2125 GMT: Leaving the Mayor at Home. Ayande News notes that Tehran has finished third out of five cities nominated for an international award in sustainable transport, awarded in Washington by a US-based non-government organisation. It mentions that Tehran Mayor Mohammad-Baqer Qalibaf was not at the ceremony.
It does not mention why he was absent, however. Qalibaf was denied an exit visa by the Foreign Ministry.
2105 GMT: Photo of Day. In Rasht during the visit of President Ahmadinejad this week, supplicants hand in their letters requesting help.
1655 GMT: Irony-Free Moment. Nice to see ILNA devoting coverage to protests against an illegimate government.
In Egypt. We should have added, "In Egypt".
1653 GMT: Nuclear Talks. An interesting ploy by Ali Akbar Soltaneh, Iran's envoy to the International Atomic Energy Agency, after the failure of the Istanbul talks. He suggests that Tehran could deal directly with Russia on a uranium swap from enrichment, cutting out other powers like the US.
1649 GMT: Economy Watch. Ali Saeedi, the Supreme Leader's representative to the Islamic Revolution Guards Corps, has a novel explanation for any quibbles about the economic situation. He says people exaggerate difficulties because they have gotten used to abundance and low prices.
Saeedi adds that "imperialists" do not accept the success of subsidy cuts.

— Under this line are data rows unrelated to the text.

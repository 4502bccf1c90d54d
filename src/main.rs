use clap::{Parser, Subcommand};
use std::path::{Path, PathBuf};
use tracing_subscriber::{layer::SubscriberExt, util::SubscriberInitExt};
use utoipa::OpenApi;
use utoipa_swagger_ui::SwaggerUi;

use epaper_art::models::{AppConfig, ArtRequest, ColorInput};
use epaper_art::server::{self, ApiDoc};
use epaper_art::services::ImageRegistry;

#[derive(Parser)]
#[command(name = "epaper-art")]
#[command(about = "Art server for e-paper displays")]
struct Cli {
    #[command(subcommand)]
    command: Option<Commands>,
}

#[derive(Subcommand)]
enum Commands {
    /// Start the HTTP server
    Serve,
    /// Transform one image and write the packed bytes to a file
    Render {
        /// Image name (file name or stem) from the image directory
        #[arg(short, long)]
        image: String,

        /// Target width in pixels (requires --height)
        #[arg(long, requires = "height")]
        width: Option<u32>,

        /// Target height in pixels (requires --width)
        #[arg(long, requires = "width")]
        height: Option<u32>,

        /// Palette as comma-separated colors (e.g. "#000000,#FFFFFF,red")
        #[arg(long)]
        colors: Option<String>,

        /// Pixels packed into each byte: 1, 2, 4 or 8
        #[arg(short, long, default_value_t = 1)]
        pixels_per_byte: u32,

        /// Error diffusion: floyd-steinberg, atkinson or none
        #[arg(short, long)]
        dither: Option<String>,

        /// Output file path
        #[arg(short, long)]
        output: PathBuf,
    },
    /// List the images that would be served
    List,
}

#[tokio::main]
async fn main() -> anyhow::Result<()> {
    let cli = Cli::parse();

    match cli.command {
        Some(Commands::Serve) => run_server().await,
        Some(Commands::Render {
            image,
            width,
            height,
            colors,
            pixels_per_byte,
            dither,
            output,
        }) => {
            let request = ArtRequest {
                image_name: Some(image),
                palette: colors.as_deref().map(split_colors),
                dimensions: width.zip(height).map(|(w, h)| [w, h]),
                pixels_per_byte,
                dither,
            };
            run_render_command(request, &output)
        }
        Some(Commands::List) => run_list_command(),
        None => {
            run_status_command();
            Ok(())
        }
    }
}

fn init_cli_logging() {
    tracing_subscriber::registry()
        .with(
            tracing_subscriber::EnvFilter::try_from_default_env()
                .unwrap_or_else(|_| "epaper_art=warn".into()),
        )
        .with(tracing_subscriber::fmt::layer().without_time())
        .init();
}

/// Split on commas that are not inside `rgb(...)`.
fn split_colors(colors: &str) -> Vec<ColorInput> {
    let mut parts = Vec::new();
    let mut depth = 0usize;
    let mut start = 0;
    for (i, c) in colors.char_indices() {
        match c {
            '(' => depth += 1,
            ')' => depth = depth.saturating_sub(1),
            ',' if depth == 0 => {
                parts.push(&colors[start..i]);
                start = i + 1;
            }
            _ => {}
        }
    }
    parts.push(&colors[start..]);

    parts
        .into_iter()
        .map(str::trim)
        .filter(|part| !part.is_empty())
        .map(ColorInput::from)
        .collect()
}

/// Run the pipeline once, without the cache (no server needed)
fn run_render_command(request: ArtRequest, output: &Path) -> anyhow::Result<()> {
    init_cli_logging();

    let options = request.validate()?;
    let config = AppConfig::from_env();
    let registry = ImageRegistry::scan(&config.image_location)?;

    let name = request.image_name.as_deref().unwrap_or_default();
    let handle = registry.get(name)?;

    let bytes = art_pipeline::render(handle.image(), &options)?;
    std::fs::write(output, &bytes)?;
    println!(
        "Rendered {} -> {} ({} bytes)",
        handle.id(),
        output.display(),
        bytes.len()
    );

    Ok(())
}

fn run_list_command() -> anyhow::Result<()> {
    init_cli_logging();

    let config = AppConfig::from_env();
    let registry = ImageRegistry::scan(&config.image_location)?;

    for handle in registry.iter() {
        let image = handle.image();
        println!(
            "  {:<32} {:>5}x{:<5} {:?}",
            handle.id().as_str(),
            image.width(),
            image.height(),
            image.color()
        );
    }
    println!(
        "\n{} image{} in {}",
        registry.len(),
        if registry.len() == 1 { "" } else { "s" },
        config.image_location.display()
    );

    Ok(())
}

/// Display status and configuration information
fn run_status_command() {
    const VERSION: &str = env!("CARGO_PKG_VERSION");

    let config_file = std::env::var("CONFIG_FILE").ok();
    let config = AppConfig::from_env();

    println!("epaper-art v{VERSION}");
    println!("Art server for e-paper displays\n");

    println!("Environment Variables:");
    for key in ["CONFIG_FILE", "IMAGE_LOCATION", "BIND_ADDR", "CACHE_MAX_ENTRIES"] {
        let value = std::env::var(key).ok();
        println!("  {key:<17} = {}", value.as_deref().unwrap_or("(not set)"));
    }

    println!("\nEffective Configuration:");
    println!(
        "  Config file:  {}",
        config_file.as_deref().unwrap_or("(defaults)")
    );
    println!("  Images:       {}", config.image_location.display());
    println!("  Bind address: {}", config.bind_addr);
    match config.cache.max_entries {
        0 => println!("  Cache:        unbounded"),
        n => println!("  Cache:        {n} entries (LRU)"),
    }

    println!("\nCommands:");
    println!("  epaper-art serve    Start the HTTP server");
    println!("  epaper-art render   Transform one image to a file");
    println!("  epaper-art list     List available images");
    println!("\nRun 'epaper-art --help' for more details.");
}

/// Run the HTTP server
async fn run_server() -> anyhow::Result<()> {
    tracing_subscriber::registry()
        .with(
            tracing_subscriber::EnvFilter::try_from_default_env().unwrap_or_else(|_| {
                "epaper_art=debug,art_pipeline=debug,tower_http=debug".into()
            }),
        )
        .with(tracing_subscriber::fmt::layer())
        .init();

    let config = AppConfig::from_env();
    tracing::info!(
        images = %config.image_location.display(),
        bind_addr = %config.bind_addr,
        cache_max_entries = config.cache.max_entries,
        "Configuration loaded"
    );

    // An empty image set is fatal: never bind without something to serve
    let state = server::create_app_state(&config)?;

    let app = server::build_router(state)
        .merge(SwaggerUi::new("/docs").url("/openapi.json", ApiDoc::openapi()));

    let listener = tokio::net::TcpListener::bind(&config.bind_addr).await?;
    tracing::info!(addr = %config.bind_addr, "epaper-art server listening");

    axum::serve(listener, app).await?;

    Ok(())
}
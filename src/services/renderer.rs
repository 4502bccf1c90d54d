use art_pipeline::TransformOptions;

use crate::error::RenderError;
use crate::services::image_registry::ImageHandle;
use crate::services::render_cache::{RenderCache, RenderedArt, TransformRequest};

/// Cached front door to the transform pipeline.
pub struct ArtRenderer {
    cache: RenderCache,
}

impl ArtRenderer {
    pub fn new(cache: RenderCache) -> Self {
        Self { cache }
    }

    /// Render `handle` with `options`, reusing an earlier identical render.
    ///
    /// The pipeline itself runs on the blocking pool, keeping CPU-bound
    /// crop, dither and pack work off the async runtime.
    pub async fn render(
        &self,
        handle: &ImageHandle,
        options: TransformOptions,
    ) -> Result<RenderedArt, RenderError> {
        let key = TransformRequest::new(handle.id().clone(), options.clone());
        let handle = handle.clone();

        self.cache
            .get_or_compute(key, move || art_pipeline::render(handle.image(), &options))
            .await
    }

    pub fn cache(&self) -> &RenderCache {
        &self.cache
    }
}
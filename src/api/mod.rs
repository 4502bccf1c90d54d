pub mod art;
pub mod headers;
pub mod health;

pub use art::{handle_art, __path_handle_art};
pub use health::{handle_healthz, HealthResponse, __path_handle_healthz};
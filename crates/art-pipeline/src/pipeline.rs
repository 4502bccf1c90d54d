//! Fixed-order transform: crop, resize, quantize, flatten, pack.

use std::borrow::Cow;

use image::DynamicImage;

use crate::dither::{quantize, Dither};
use crate::error::TransformError;
use crate::geometry::{crop_and_fit, Dimensions};
use crate::pack::{pack, PixelsPerByte};
use crate::palette::Palette;

/// Everything that decides the output bytes for a given source image.
///
/// Two equal option sets applied to the same image always produce equal
/// output, which is what makes this type usable inside a cache key.
#[derive(Debug, Clone, Default, PartialEq, Eq, Hash)]
pub struct TransformOptions {
    pub dimensions: Option<Dimensions>,
    pub palette: Option<Palette>,
    pub pixels_per_byte: PixelsPerByte,
    /// Only consulted when a palette is set.
    pub dither: Dither,
}

impl TransformOptions {
    pub fn new() -> Self {
        Self::default()
    }

    pub fn dimensions(mut self, dimensions: Dimensions) -> Self {
        self.dimensions = Some(dimensions);
        self
    }

    pub fn palette(mut self, palette: Palette) -> Self {
        self.palette = Some(palette);
        self
    }

    pub fn pixels_per_byte(mut self, pixels_per_byte: PixelsPerByte) -> Self {
        self.pixels_per_byte = pixels_per_byte;
        self
    }

    pub fn dither(mut self, dither: Dither) -> Self {
        self.dither = dither;
        self
    }
}

/// Run the full pipeline on one image.
///
/// Without a palette the flattened stream is the image's native sample
/// layout (e.g. three bytes per pixel for RGB8), which is then packed like
/// any other byte stream.
pub fn render(image: &DynamicImage, options: &TransformOptions) -> Result<Vec<u8>, TransformError> {
    let sized: Cow<'_, DynamicImage> = match options.dimensions {
        Some(target) => crop_and_fit(image, target)?,
        None => Cow::Borrowed(image),
    };

    let flat: Cow<'_, [u8]> = match &options.palette {
        Some(palette) => {
            tracing::debug!(
                colors = palette.len(),
                dither = %options.dither,
                "Dithering to palette"
            );
            let rgb = sized.to_rgb8();
            Cow::Owned(quantize(&rgb, palette, options.dither))
        }
        None => Cow::Borrowed(sized.as_bytes()),
    };

    let packed = pack(&flat, options.pixels_per_byte);
    tracing::debug!(
        width = sized.width(),
        height = sized.height(),
        pixels_per_byte = %options.pixels_per_byte,
        bytes = packed.len(),
        "Transform complete"
    );
    Ok(packed)
}
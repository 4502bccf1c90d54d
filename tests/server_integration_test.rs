//! Server integration tests that test the actual server behavior.
//!
//! These tests start a real TCP server and verify behavior that can only
//! be tested with actual network connections.

mod common;

use tokio::io::{AsyncReadExt, AsyncWriteExt};
use tokio::net::TcpStream;

use common::fixtures;
use epaper_art::models::AppConfig;
use epaper_art::server::{build_router, create_app_state};

/// Start a test server on an available port and return the port number.
async fn start_test_server(images: &tempfile::TempDir) -> u16 {
    let config = AppConfig {
        image_location: images.path().to_path_buf(),
        ..AppConfig::default()
    };
    let state = create_app_state(&config).expect("Failed to create app state");
    let app = build_router(state);

    // Bind to port 0 to get an available port
    let listener = tokio::net::TcpListener::bind("127.0.0.1:0")
        .await
        .expect("Failed to bind");
    let port = listener.local_addr().unwrap().port();

    tokio::spawn(async move {
        axum::serve(listener, app).await.ok();
    });

    // Give the server a moment to start
    tokio::time::sleep(tokio::time::Duration::from_millis(10)).await;

    port
}

fn fixture_dir() -> tempfile::TempDir {
    let images = tempfile::tempdir().expect("Failed to create temp dir");
    fixtures::write_images(images.path());
    images
}

/// Read until the server closes the connection.
async fn read_to_close(stream: &mut TcpStream) -> String {
    let mut response = Vec::new();
    tokio::time::timeout(
        tokio::time::Duration::from_secs(2),
        stream.read_to_end(&mut response),
    )
    .await
    .expect("Timeout waiting for connection close - server may not be closing connections")
    .expect("Failed to read response");
    String::from_utf8_lossy(&response).to_string()
}

/// ESP32 HTTPClient asks for keep-alive but never reuses connections, so
/// the server must close every connection after one response.
#[tokio::test]
async fn test_server_closes_connection_after_response() {
    let images = fixture_dir();
    let port = start_test_server(&images).await;

    let mut stream = TcpStream::connect(format!("127.0.0.1:{port}"))
        .await
        .expect("Failed to connect");

    let request = "GET /healthz HTTP/1.1\r\nHost: localhost\r\nConnection: keep-alive\r\n\r\n";
    stream
        .write_all(request.as_bytes())
        .await
        .expect("Failed to write request");

    let response = read_to_close(&mut stream).await;
    assert!(response.contains("HTTP/1.1 200"), "Should get 200 OK response");
    assert!(
        response.to_lowercase().contains("connection: close"),
        "Response should have Connection: close header"
    );
    assert!(response.contains(r#"{"ok":true}"#));
}

#[tokio::test]
async fn test_art_over_socket() {
    let images = fixture_dir();
    let port = start_test_server(&images).await;

    let mut stream = TcpStream::connect(format!("127.0.0.1:{port}"))
        .await
        .expect("Failed to connect");

    let body = r##"{"image_name": "landscape", "palette": ["#000", "#fff"], "dimensions": [8, 8], "pixels_per_byte": 8}"##;
    let request = format!(
        "POST /art HTTP/1.1\r\nHost: localhost\r\nContent-Type: application/json\r\nContent-Length: {}\r\n\r\n{body}",
        body.len()
    );
    stream
        .write_all(request.as_bytes())
        .await
        .expect("Failed to write request");

    let response = read_to_close(&mut stream).await.to_lowercase();
    assert!(response.starts_with("http/1.1 200"));
    assert!(response.contains("content-type: application/octet-stream"));
    assert!(response.contains("content-length: 8"));
    assert!(response.contains("x-image-name: landscape.png"));
    assert!(response.contains("connection: close"));
}

/// Without a single decodable image the server must refuse to start.
#[test]
fn test_empty_image_directory_prevents_startup() {
    let images = tempfile::tempdir().unwrap();
    std::fs::write(images.path().join(fixtures::NOT_AN_IMAGE), "plain text").unwrap();

    let config = AppConfig {
        image_location: images.path().to_path_buf(),
        ..AppConfig::default()
    };
    let err = create_app_state(&config).err().expect("startup should fail");
    assert!(err.to_string().contains("Cannot start without images"));
}

#[test]
fn test_missing_image_directory_prevents_startup() {
    let images = tempfile::tempdir().unwrap();
    let config = AppConfig {
        image_location: images.path().join("nope"),
        ..AppConfig::default()
    };
    assert!(create_app_state(&config).is_err());
}
use art_pipeline::{Dimensions, Dither, Palette, PixelsPerByte, TransformError, TransformOptions};
use serde::{Deserialize, Serialize};
use utoipa::ToSchema;

use super::ColorInput;

/// Body of `POST /art`.
#[derive(Debug, Clone, Default, PartialEq, Serialize, Deserialize, ToSchema)]
pub struct ArtRequest {
    /// Image to serve, by file name (`cat.png`) or stem (`cat`).
    /// Unknown or missing names get a random image.
    #[serde(default)]
    pub image_name: Option<String>,

    /// Colors the display can show, in firmware index order
    #[serde(default)]
    pub palette: Option<Vec<ColorInput>>,

    /// Target `[width, height]`; the image is cropped and shrunk to fit
    #[serde(default)]
    #[schema(value_type = Option<Vec<u32>>, example = json!([800, 480]))]
    pub dimensions: Option<[u32; 2]>,

    /// Pixels packed into each output byte: 1, 2, 4 or 8
    #[serde(default = "default_pixels_per_byte")]
    #[schema(example = 4)]
    pub pixels_per_byte: u32,

    /// Error diffusion: `floyd-steinberg` (default), `atkinson` or `none`
    #[serde(default)]
    pub dither: Option<String>,
}

fn default_pixels_per_byte() -> u32 {
    1
}

impl ArtRequest {
    /// Check every field and build the transform options.
    ///
    /// Fails with `InvalidRequest` before any image is touched. The
    /// returned options only carry fields that change the output, so two
    /// requests that render identically produce equal options.
    pub fn validate(&self) -> Result<TransformOptions, TransformError> {
        let pixels_per_byte = PixelsPerByte::try_from(self.pixels_per_byte)?;

        let dimensions = self
            .dimensions
            .map(|[width, height]| Dimensions::new(width, height))
            .transpose()?;

        let palette = match self.palette.as_deref() {
            None => None,
            Some(colors) => {
                let colors = colors
                    .iter()
                    .map(ColorInput::to_palette_color)
                    .collect::<Result<Vec<_>, _>>()?;
                let palette = Palette::new(colors)?;

                let bits = pixels_per_byte.bits_per_pixel();
                if palette.index_bits() > bits {
                    return Err(TransformError::InvalidRequest(format!(
                        "palette has {} colors but pixels_per_byte={pixels_per_byte} leaves {bits} bit(s) per index",
                        palette.len()
                    )));
                }
                Some(palette)
            }
        };

        let dither = match &self.dither {
            Some(mode) => mode.parse::<Dither>()?,
            None => Dither::default(),
        };

        let mut options = TransformOptions::new().pixels_per_byte(pixels_per_byte);
        if let Some(dimensions) = dimensions {
            options = options.dimensions(dimensions);
        }
        if let Some(palette) = palette {
            options = options.palette(palette).dither(dither);
        }
        Ok(options)
    }
}
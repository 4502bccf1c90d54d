//! A single opaque RGB palette entry.

use std::fmt;
use std::num::ParseIntError;
use std::str::FromStr;

use thiserror::Error;

/// Error type for parsing hex color strings.
#[derive(Debug, Clone, PartialEq, Eq, Error)]
pub enum ParseColorError {
    /// Hex string has invalid length (3, 4, 6 or 8 digits after stripping '#')
    #[error("invalid hex color length (expected 3, 4, 6 or 8 digits)")]
    InvalidLength,
    /// Invalid hexadecimal character encountered
    #[error("invalid hex character: {0}")]
    InvalidHex(#[from] ParseIntError),
}

/// An 8-bit sRGB triple. Palette entries never carry alpha.
#[derive(Debug, Clone, Copy, PartialEq, Eq, Hash)]
pub struct PaletteColor {
    pub r: u8,
    pub g: u8,
    pub b: u8,
}

impl PaletteColor {
    pub const fn new(r: u8, g: u8, b: u8) -> Self {
        Self { r, g, b }
    }

    /// Build from RGBA channels, discarding alpha.
    pub const fn from_rgba(r: u8, g: u8, b: u8, _alpha: u8) -> Self {
        Self { r, g, b }
    }

    pub const fn to_array(self) -> [u8; 3] {
        [self.r, self.g, self.b]
    }

    /// Squared Euclidean distance to an RGB sample.
    #[inline]
    pub fn distance_sq(self, rgb: [i32; 3]) -> i32 {
        let dr = rgb[0] - self.r as i32;
        let dg = rgb[1] - self.g as i32;
        let db = rgb[2] - self.b as i32;
        dr * dr + dg * dg + db * db
    }
}

impl From<[u8; 3]> for PaletteColor {
    fn from([r, g, b]: [u8; 3]) -> Self {
        Self::new(r, g, b)
    }
}

impl fmt::Display for PaletteColor {
    fn fmt(&self, f: &mut fmt::Formatter<'_>) -> fmt::Result {
        write!(f, "#{:02x}{:02x}{:02x}", self.r, self.g, self.b)
    }
}

impl FromStr for PaletteColor {
    type Err = ParseColorError;

    /// Parse `#RGB`, `#RGBA`, `#RRGGBB` or `#RRGGBBAA` (hash optional).
    ///
    /// An alpha component is accepted and dropped.
    fn from_str(s: &str) -> Result<Self, Self::Err> {
        let s = s.trim();
        let s = s.strip_prefix('#').unwrap_or(s);
        if !s.is_ascii() {
            return Err(ParseColorError::InvalidLength);
        }

        match s.len() {
            3 | 4 => {
                // Shorthand: expand each digit by multiplying by 17 (0xF -> 0xFF)
                let r = u8::from_str_radix(&s[0..1], 16)? * 17;
                let g = u8::from_str_radix(&s[1..2], 16)? * 17;
                let b = u8::from_str_radix(&s[2..3], 16)? * 17;
                if s.len() == 4 {
                    u8::from_str_radix(&s[3..4], 16)?;
                }
                Ok(Self::new(r, g, b))
            }
            6 | 8 => {
                let r = u8::from_str_radix(&s[0..2], 16)?;
                let g = u8::from_str_radix(&s[2..4], 16)?;
                let b = u8::from_str_radix(&s[4..6], 16)?;
                if s.len() == 8 {
                    u8::from_str_radix(&s[6..8], 16)?;
                }
                Ok(Self::new(r, g, b))
            }
            _ => Err(ParseColorError::InvalidLength),
        }
    }
}
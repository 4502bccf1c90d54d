//! Palette color parsing for request bodies.
//!
//! Text entries accept any CSS color notation (hex, `rgb()`, `hsl()`,
//! keywords, ...) via `csscolorparser`; arrays are plain channel values.
//! Alpha is accepted everywhere and always dropped.

use art_pipeline::{PaletteColor, TransformError};
use serde::{Deserialize, Serialize};
use utoipa::ToSchema;

/// A single palette entry as it appears in JSON.
#[derive(Debug, Clone, PartialEq, Serialize, Deserialize, ToSchema)]
#[serde(untagged)]
pub enum ColorInput {
    /// `"#rrggbb"`, `"#rgb"`, `"rgb(0, 0, 0)"`, `"hsl(0, 0%, 0%)"`, `"white"`, ...
    Text(String),
    /// `[r, g, b]` or `[r, g, b, a]`
    Channels(Vec<f64>),
}

impl ColorInput {
    pub fn to_palette_color(&self) -> Result<PaletteColor, TransformError> {
        match self {
            ColorInput::Text(text) => parse_color_text(text),
            ColorInput::Channels(channels) => from_channels(channels),
        }
    }
}

impl From<&str> for ColorInput {
    fn from(text: &str) -> Self {
        ColorInput::Text(text.to_string())
    }
}

fn invalid_color(input: impl std::fmt::Display) -> TransformError {
    TransformError::InvalidRequest(format!("value is not a valid color: {input}"))
}

/// Parse any textual color notation.
pub fn parse_color_text(text: &str) -> Result<PaletteColor, TransformError> {
    let trimmed = text.trim();

    // `0xrrggbb` is common in firmware configs
    let css = match trimmed
        .strip_prefix("0x")
        .or_else(|| trimmed.strip_prefix("0X"))
    {
        Some(hex) => format!("#{hex}"),
        None => trimmed.to_string(),
    };

    let color = css
        .parse::<csscolorparser::Color>()
        .map_err(|e| invalid_color(format!("{trimmed} ({e})")))?;
    let [r, g, b, a] = color.to_rgba8();
    Ok(PaletteColor::from_rgba(r, g, b, a))
}

fn from_channels(channels: &[f64]) -> Result<PaletteColor, TransformError> {
    let describe = || format!("{channels:?}");

    let (rgb, alpha) = match channels {
        [r, g, b] => ([*r, *g, *b], 1.0),
        [r, g, b, a] => ([*r, *g, *b], *a),
        _ => {
            return Err(TransformError::InvalidRequest(format!(
                "color arrays need 3 or 4 values, got {}",
                channels.len()
            )))
        }
    };

    if !(0.0..=1.0).contains(&alpha) {
        return Err(invalid_color(describe()));
    }

    let mut out = [0u8; 3];
    for (slot, value) in out.iter_mut().zip(rgb) {
        if value.fract() != 0.0 || !(0.0..=255.0).contains(&value) {
            return Err(invalid_color(describe()));
        }
        *slot = value as u8;
    }
    let [r, g, b] = out;
    Ok(PaletteColor::from_rgba(r, g, b, (alpha * 255.0).round() as u8))
}

#[cfg(test)]
mod tests {
    use super::*;
    use pretty_assertions::assert_eq;

    fn parse(text: &str) -> PaletteColor {
        parse_color_text(text).unwrap()
    }

    #[test]
    fn test_named_colors() {
        assert_eq!(parse("white"), PaletteColor::new(255, 255, 255));
        assert_eq!(parse("Black"), PaletteColor::new(0, 0, 0));
        assert_eq!(parse(" rebeccapurple "), PaletteColor::new(102, 51, 153));
        assert_eq!(parse("darkslategrey"), PaletteColor::new(47, 79, 79));
    }

    #[test]
    fn test_hex_forms() {
        assert_eq!(parse("#f00"), PaletteColor::new(255, 0, 0));
        assert_eq!(parse("#00ff00"), PaletteColor::new(0, 255, 0));
        assert_eq!(parse("0x0000ff"), PaletteColor::new(0, 0, 255));
        // alpha dropped
        assert_eq!(parse("#ffffff00"), PaletteColor::new(255, 255, 255));
        assert_eq!(parse("#0f08"), PaletteColor::new(0, 255, 0));
    }

    #[test]
    fn test_rgb_functions() {
        assert_eq!(parse("rgb(10, 20, 30)"), PaletteColor::new(10, 20, 30));
        assert_eq!(parse("rgba(10,20,30,0.5)"), PaletteColor::new(10, 20, 30));
        assert_eq!(parse("rgb(100%, 0%, 100%)"), PaletteColor::new(255, 0, 255));
    }

    #[test]
    fn test_hsl_functions() {
        assert_eq!(parse("hsl(0, 100%, 50%)"), PaletteColor::new(255, 0, 0));
        assert_eq!(parse("hsla(240, 100%, 50%, 0.3)"), PaletteColor::new(0, 0, 255));
        assert_eq!(parse("hsl(0, 0%, 100%)"), PaletteColor::new(255, 255, 255));
    }

    #[test]
    fn test_rejects_malformed_text() {
        for bad in ["", "#12", "#gggggg", "rgb(1, 2)", "notacolor"] {
            assert!(
                matches!(parse_color_text(bad), Err(TransformError::InvalidRequest(_))),
                "expected {bad:?} to be rejected"
            );
        }
    }

    #[test]
    fn test_error_names_the_input() {
        let err = parse_color_text("chartreusy").unwrap_err();
        assert!(err.to_string().contains("chartreusy"));
    }

    #[test]
    fn test_channel_arrays() {
        let color = ColorInput::Channels(vec![1.0, 2.0, 3.0]);
        assert_eq!(color.to_palette_color().unwrap(), PaletteColor::new(1, 2, 3));

        let with_alpha = ColorInput::Channels(vec![255.0, 255.0, 255.0, 0.0]);
        assert_eq!(with_alpha.to_palette_color().unwrap(), PaletteColor::new(255, 255, 255));
    }

    #[test]
    fn test_channel_arrays_rejected() {
        for bad in [vec![1.0, 2.0], vec![1.5, 2.0, 3.0], vec![0.0, 0.0, 300.0], vec![0.0, 0.0, 0.0, 1.5]] {
            assert!(ColorInput::Channels(bad).to_palette_color().is_err());
        }
    }

    #[test]
    fn test_deserialize_untagged() {
        let colors: Vec<ColorInput> = serde_json::from_str(r##"["#000", [255, 255, 255]]"##).unwrap();
        assert_eq!(
            colors,
            vec![
                ColorInput::Text("#000".to_string()),
                ColorInput::Channels(vec![255.0, 255.0, 255.0]),
            ]
        );
    }
}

1645 GMT: Political Prisoner Watch. Radio Zamaneh summarises the release from detention of reformist political Ali Shakouri Rad, held for more than a month.
0740 GMT: Campus Watch. The student journal, "Yare Dabestani", at Gorgan Agriculture University has been banned.
0735 GMT: Cartoon of the Day. Amidst a flurry of statements by former President Hashemi Rafsanjani, Peyke Iran assesses the approach of the "Shark" and its significance. His remark here: "I'm still the same."
0730 GMT: Political Prisoner Watch. More than internationally-renowned 130 intellectuals and academics, including Noam Chomsky, Jurgen Habermas, Rashid Khalidi, and Cornell Well, have signed an open letter to the President and Iranian officials calling for the release of "political prisoners of conscience", including attorney Nasrin Sotoudeh, journalists Mohammad Reza Nourizad and Emad Bahavar, politicians Mostafa Tajzadeh and Feizollah Arabsorkhi, and student activist Bahareh Hedayat.
0630 GMT: After yesterday's opening bulletin that the regime had executed detainees Jafar Kazemi and Mohammed Ali Haj Aghaei, the news from Iran settled into that of normal politics.
Well, normal in the sense of an everyday conflict that may be escalating. There have been sparks of tension between Parliament and President for months, but Mahmoud Ahmadinejad gave them a blast of hot breath on Monday with his letter challenging the Majlis, the judiciary, and the Expediency Council (headed by former President Hashemi Rafsanjani) for not upholding the Constitution.
The translation of that dramatic intervention is that the President, having introduced the opening phase of subsidy cuts is ready for a fight --- with anyone and everyone --- over his long-delayed budget plans and control of institutions like the Central Bank. And his Parliamentary opponents are claiming they are ready as well: yesterday the Majlis gave Ahmadinejad's office a one-week deadline to file the proposed 2011/12 Budget.